Posted on by & filed under Essays.

Everyone loves to talk about ‘practical martial arts’ and ‘real martial arts’ as if watching a video from their living room makes them an expert on the entirety of that style.  What no one mentions is that each combative system is a tool made for a specific job and, just like you wouldn’t pick up a hack saw and declare it the single greatest tool, you cannot say one martial art is superior to the others.

At best, one style could be argued to be more suited for a specific context. For instance, if you are looking at close range combat, then Brazilian Jiu Jitsu is a fantastic system. However Brazilian Jiu Jitsu might not be a good idea if the person you are fighting has buddies that can kick you in the head while you’re on the ground. Similarly, if you are looking for a quick way to learn how to hurt someone than a striking art is a good choice. In a couple of weeks you’ll be able to throw a decent punch, however, striking arts assume an unarmored opponent; and size will be a factor in your techniques effectiveness.

Those weak points are evidence of the context theses martial arts were designed for. Brazilian Jiu Jitsu isn’t focused on multiple opponents because the Gracie family carried it around Brazil and honed it through one-on-one matches and exhibitions. In contrast, aikido’s context is rooted in the fact that it was synthesized from old Japanese war arts. Accordingly, its techniques were meant to quickly disarm while either maiming or tossing an opponent to the ground. One could then move to the next attacker or could easily finish off the downed enemy who was encumbered by heavy armor. That is why, even with intensive training in ukemi and controlled resistance, it’s so easy to accidentally injure an uke. Our techniques were designed for highly efficient violence, not sports, not movie sequences, and definitely not for friendly sparring.

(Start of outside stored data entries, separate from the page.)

use chrono::Utc;
use serde::{Deserialize, Serialize};
use serde_json::{json, Value};
use std::sync::Arc;
use tracing::{error, info};
use uuid::Uuid;

use crate::database::{path, DocumentStore};
use crate::error::ApiError;
use crate::notify::{QueueMessage, QueuePublisher};

use super::{non_empty, normalize_phone, to_document, COMPANIES};

pub const LEAD_CREATED: &str = "lead.created";

#[derive(Debug, Clone, Default, Deserialize)]
pub struct LeadInput {
    pub name: Option<String>,
    pub phone: Option<String>,
    pub email: Option<String>,
    pub source: Option<String>,
    pub message: Option<String>,
}

#[derive(Debug, Clone, PartialEq, Serialize, Deserialize)]
#[serde(rename_all = "camelCase")]
pub struct Lead {
    pub id: String,
    pub company_id: String,
    pub name: Option<String>,
    pub phone: Option<String>,
    pub email: Option<String>,
    pub source: Option<String>,
    pub message: Option<String>,
    pub created_at: String,
}

pub fn leads_collection(company_id: &str) -> String {
    path(&[COMPANIES, company_id, "leads"])
}

pub struct LeadService {
    store: Arc<dyn DocumentStore>,
    queue: Arc<dyn QueuePublisher>,
}

impl LeadService {
    pub fn new(store: Arc<dyn DocumentStore>, queue: Arc<dyn QueuePublisher>) -> Self {
        Self { store, queue }
    }

    /// Store an inbound lead and announce it on the queue.
    pub async fn capture_lead(&self, company_id: &str, input: LeadInput) -> Result<Lead, ApiError> {
        let name = non_empty(input.name.as_deref());
        let phone = input
            .phone
            .as_deref()
            .map(normalize_phone)
            .filter(|p| !p.is_empty());
        if name.is_none() && phone.is_none() {
            return Err(ApiError::invalid_argument("A lead needs a name or a phone number"));
        }

        if self.store.get(COMPANIES, company_id).await?.is_none() {
            return Err(ApiError::not_found(format!("Company {} not found", company_id)));
        }

        let lead = Lead {
            id: Uuid::new_v4().to_string(),
            company_id: company_id.to_string(),
            name,
            phone,
            email: non_empty(input.email.as_deref()).map(|e| e.to_ascii_lowercase()),
            source: non_empty(input.source.as_deref()),
            message: non_empty(input.message.as_deref()),
            created_at: Utc::now().to_rfc3339(),
        };
        self.store
            .set(&leads_collection(company_id), &lead.id, to_document(&lead)?)
            .await?;
        info!("Captured lead {} for company {}", lead.id, company_id);

        // Fire-and-forget: the lead is stored whatever the queue says
        let message = QueueMessage::new(json!({
            "kind": LEAD_CREATED,
            "companyId": company_id,
            "leadId": lead.id,
        }));
        if let Err(e) = self.queue.send(message).await {
            error!("Failed to publish {} for lead {}: {}", LEAD_CREATED, lead.id, e);
        }

        Ok(lead)
    }

    /// Leads of one company, newest first.
    pub async fn list_leads(&self, company_id: &str) -> Result<Vec<Value>, ApiError> {
        let mut leads: Vec<Value> = self
            .store
            .list(&leads_collection(company_id))
            .await?
            .into_iter()
            .map(|doc| doc.into_value())
            .collect();
        leads.sort_by(|a, b| {
            let created = |v: &Value| v.get("createdAt").and_then(Value::as_str).unwrap_or("").to_string();
            created(b).cmp(&created(a))
        });
        Ok(leads)
    }

    pub async fn get_lead(&self, company_id: &str, lead_id: &str) -> Result<Option<Lead>, ApiError> {
        load_lead(self.store.as_ref(), company_id, lead_id).await
    }
}

pub async fn load_lead(store: &dyn DocumentStore, company_id: &str, lead_id: &str) -> Result<Option<Lead>, ApiError> {
    let Some(doc) = store.get(&leads_collection(company_id), lead_id).await? else {
        return Ok(None);
    };
    serde_json::from_value(doc.into_value())
        .map(Some)
        .map_err(|e| ApiError::internal(format!("Lead {} is malformed: {}", lead_id, e)))
}
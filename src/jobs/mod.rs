// Scheduled background jobs
use chrono::Utc;
use std::future::Future;
use std::time::Duration;
use tokio::task::JoinHandle;
use tracing::{error, info};

use crate::meta::RefreshOutcome;
use crate::state::AppState;

/// Runs `tick` every `period`. Each tick is its own spawned task, so a slow
/// tick can overlap the next one.
pub fn schedule<F, Fut>(name: &'static str, period: Duration, tick: F) -> JoinHandle<()>
where
    F: Fn() -> Fut + Send + Sync + 'static,
    Fut: Future<Output = ()> + Send + 'static,
{
    tokio::spawn(async move {
        let mut interval = tokio::time::interval(period);
        info!("Scheduled job '{}' every {:?}", name, period);
        loop {
            interval.tick().await;
            tokio::spawn(tick());
        }
    })
}

pub async fn refresh_token_tick(state: AppState) {
    match state.token_refresher().run_once(Utc::now()).await {
        Ok(RefreshOutcome::Refreshed { version, .. }) => {
            info!("Token refresh job renewed the access token (version {})", version);
        }
        Ok(_) => {}
        Err(e) => error!("Token refresh job failed: {}", e),
    }
}

pub async fn sweep_sessions_tick(state: AppState) {
    if let Err(e) = state.sessions().sweep(Utc::now()).await {
        error!("Session sweep job failed: {}", e);
    }
}

/// Start every periodic job for the server process.
pub fn spawn_all(state: &AppState) -> Vec<JoinHandle<()>> {
    let refresh_state = state.clone();
    let sweep_state = state.clone();

    vec![
        schedule("token-refresh", state.config.meta.refresh_interval(), move || {
            refresh_token_tick(refresh_state.clone())
        }),
        schedule(
            "session-sweep",
            Duration::from_secs(state.config.sessions.sweep_interval_secs),
            move || sweep_sessions_tick(sweep_state.clone()),
        ),
    ]
}
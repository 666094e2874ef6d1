// handlers/internal/mod.rs - service-to-service endpoints
pub mod queue;

pub use queue::queue_consume;
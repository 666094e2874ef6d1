// Outbound notifications: the work queue and the push service
use async_trait::async_trait;
use serde::{Deserialize, Serialize};
use serde_json::Value;
use std::time::Duration;
use thiserror::Error;
use tracing::{debug, info};

#[derive(Debug, Error)]
pub enum NotifyError {
    #[error("notification request timed out")]
    Timeout,

    #[error("notification request failed: {0}")]
    Transport(String),

    #[error("notification endpoint answered HTTP {0}")]
    Status(u16),
}

impl From<reqwest::Error> for NotifyError {
    fn from(err: reqwest::Error) -> Self {
        if err.is_timeout() {
            NotifyError::Timeout
        } else {
            NotifyError::Transport(err.to_string())
        }
    }
}

/// Queue envelope: consumers only look at `body`.
#[derive(Debug, Clone, PartialEq, Serialize, Deserialize)]
pub struct QueueMessage {
    pub body: Value,
}

impl QueueMessage {
    pub fn new(body: Value) -> Self {
        Self { body }
    }

    pub fn kind(&self) -> Option<&str> {
        self.body.get("kind").and_then(Value::as_str)
    }
}

#[async_trait]
pub trait QueuePublisher: Send + Sync {
    async fn send(&self, message: QueueMessage) -> Result<(), NotifyError>;
}

/// Posts queue messages to an HTTP ingestion endpoint.
pub struct HttpQueuePublisher {
    client: reqwest::Client,
    url: String,
}

impl HttpQueuePublisher {
    pub fn new(url: impl Into<String>, timeout: Duration) -> Result<Self, NotifyError> {
        Ok(Self {
            client: reqwest::Client::builder().timeout(timeout).build()?,
            url: url.into(),
        })
    }
}

#[async_trait]
impl QueuePublisher for HttpQueuePublisher {
    async fn send(&self, message: QueueMessage) -> Result<(), NotifyError> {
        let response = self.client.post(&self.url).json(&message).send().await?;
        if !response.status().is_success() {
            return Err(NotifyError::Status(response.status().as_u16()));
        }
        debug!("Queued {:?} message", message.kind());
        Ok(())
    }
}

/// Used when no queue URL is configured: messages are only logged.
#[derive(Debug, Default)]
pub struct LogQueuePublisher;

#[async_trait]
impl QueuePublisher for LogQueuePublisher {
    async fn send(&self, message: QueueMessage) -> Result<(), NotifyError> {
        info!("Queue disabled, dropping message: {}", message.body);
        Ok(())
    }
}

#[derive(Debug, Clone, PartialEq, Serialize, Deserialize)]
pub struct PushMessage {
    pub to: String,
    pub title: String,
    pub body: String,
    #[serde(default)]
    pub data: Value,
}

#[async_trait]
pub trait PushDispatcher: Send + Sync {
    /// Delivers a batch; returns how many the service accepted.
    async fn dispatch(&self, messages: Vec<PushMessage>) -> Result<usize, NotifyError>;
}

pub struct HttpPushDispatcher {
    client: reqwest::Client,
    url: String,
}

impl HttpPushDispatcher {
    pub fn new(url: impl Into<String>, timeout: Duration) -> Result<Self, NotifyError> {
        Ok(Self {
            client: reqwest::Client::builder().timeout(timeout).build()?,
            url: url.into(),
        })
    }
}

#[async_trait]
impl PushDispatcher for HttpPushDispatcher {
    async fn dispatch(&self, messages: Vec<PushMessage>) -> Result<usize, NotifyError> {
        if messages.is_empty() {
            return Ok(0);
        }
        let response = self.client.post(&self.url).json(&messages).send().await?;
        if !response.status().is_success() {
            return Err(NotifyError::Status(response.status().as_u16()));
        }
        Ok(messages.len())
    }
}
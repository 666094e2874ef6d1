pub mod keys;
pub mod sanitize;
pub mod token;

Aikido was also made with the understanding that there could be multiple opponents. That is why we stay standing and emphasize finishing every technique balanced and ready to immediately begin the next. It’s also why every move must be smooth. To stop mid-technique and struggle against an opponent is all the pause needed for one to be surrounded and stabbed by a group.

Another core premise of aikido is that your attacker might be stronger than you. That’s why we focus on small joint manipulation and concentrate the entirety of our body’s force into a single strategic point. The other reason why our art focuses on locks and throws is because Aikido came from techniques a samurai would use when disarmed on the field. You cannot safely punch a man in armor but you can still preform a wrist lock on them.

Keeping this in mind, it is understandable why someone looking from a groundwork perspective would find Aikido impractical. Grappling was not a reasonable answer for our art’s context. You would quickly be trampled or stabbed if you fell in the field. Because of that, we do not train for or against grappling. (It is worth noting, however, that our sister art, Kodokan Judo, offered extensive ne waza or groundwork for situations where grappling was prudent. Still, no one would look down on a boxer who lost a fencing match, or a Kali practitioner who lost a sport tae kwondo tournament. Similarly, we cannot judge others by our criterion and should expect bad results when judged by standards not our own.

There can never be a ‘best martial art’. Be it ring, street, mat, or movie, there are only skilled martial artists who have learned to apply a specific tool for the specific context they have chosen to work within.